Methods: Excessive NO via inducible NO synthase (iNOS) was induced by stimulating cells with a combination of interferon-gamma (1000 IU IFN-γ) and lipopolysaccharide (100 ng/mL LPS). CCO activity was measured using a Mitochondrial Isolation kit and Cytochrome c Oxidase Assay kit, and ATP levels were determined using a Sigma ATP Bioluminescent Assay Kit and a luminometer AB-2200.

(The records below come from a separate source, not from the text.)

impl SessionBuilder {
    pub fn new() -> Self {
        Self::default()
    }

    /// Set the raw question source consulted when a game code is set.
    pub fn source(mut self, source: impl QuestionSource + 'static) -> Self {
        self.source = Box::new(source);
        self
    }

    /// Set the game-end report receiver.
    pub fn notifier(mut self, notifier: impl SessionNotifier + 'static) -> Self {
        self.notifier = Box::new(notifier);
        self
    }

    /// Set the advertisement and publisher-logo supplier.
    pub fn branding(mut self, branding: impl BrandingSource + 'static) -> Self {
        self.branding = Box::new(branding);
        self
    }

    /// Set the fallback question supply.
    pub fn supply(mut self, supply: QuestionSupply) -> Self {
        self.supply = supply;
        self
    }

    /// Set the surprise arbitration tuning.
    pub fn bonus_config(mut self, config: BonusConfig) -> Self {
        self.bonus_config = config;
        self
    }

    /// Set the fetch retry policy.
    pub fn retry_policy(mut self, policy: RetryPolicy) -> Self {
        self.retry = policy;
        self
    }

    /// Seed the session RNG for a replayable match.
    pub fn seed(mut self, seed: u64) -> Self {
        self.seed = Some(seed);
        self
    }

    /// Build the orchestrator in its pre-game state.
    ///
    /// Loads advertisement slides up front; if any are displayable the
    /// session opens on the advertisement screen instead of the menu.
    #[must_use]
    pub fn build(self) -> SessionOrchestrator {
        let rng = match self.seed {
            Some(seed) => GameRng::new(seed),
            None => GameRng::from_entropy(),
        };

        let mut branding = self.branding;
        let ads = displayable_ads(branding.as_mut());

        let mut state = GameState::new();
        if let Some(first) = ads.first() {
            state.screen = Screen::Advertisement;
            state.branding.ad_time_left = first.duration_seconds;
        }
        state.branding.pending_ads = ads.into();

        SessionOrchestrator {
            state,
            timer: QuestionTimer::new(),
            rng,
            arbiter: BonusArbiter::new(self.bonus_config),
            supply: self.supply,
            retry: self.retry,
            source: self.source,
            notifier: self.notifier,
            branding,
            end_notified: false,
        }
    }
}

/// Owns the session state and drives it from host inputs.
pub struct SessionOrchestrator {
    state: GameState,
    timer: QuestionTimer,
    rng: GameRng,
    arbiter: BonusArbiter,
    supply: QuestionSupply,
    retry: RetryPolicy,
    source: Box<dyn QuestionSource>,
    notifier: Box<dyn SessionNotifier>,
    branding: Box<dyn BrandingSource>,
    end_notified: bool,
}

Results: Cytochrome c oxidase activity and ATP levels were decreased in HLE cells stimulated with IFN-γ and LPS, and aminoguanidine (AG) and diethyldithiocarbamate (DDC) added 6 h before cell collection significantly attenuated these decreases in cells stimulated with the IFN-γ and LPS for 24-30 h. However, the lower CCO activity and ATP levels in HLE cells stimulated with the IFN-γ and LPS for 30 h were not changed by treatment with AG or DDC for 6-12 h, while the CCO activity and ATP levels in HLE cells treated with AG or DDC for 18 were recovered.
Conclusion: Excessive NO causes a decrease in CCO activity and ATP levels, and the recovery time for CCO activity is related to exposure time to NO in HLE cells.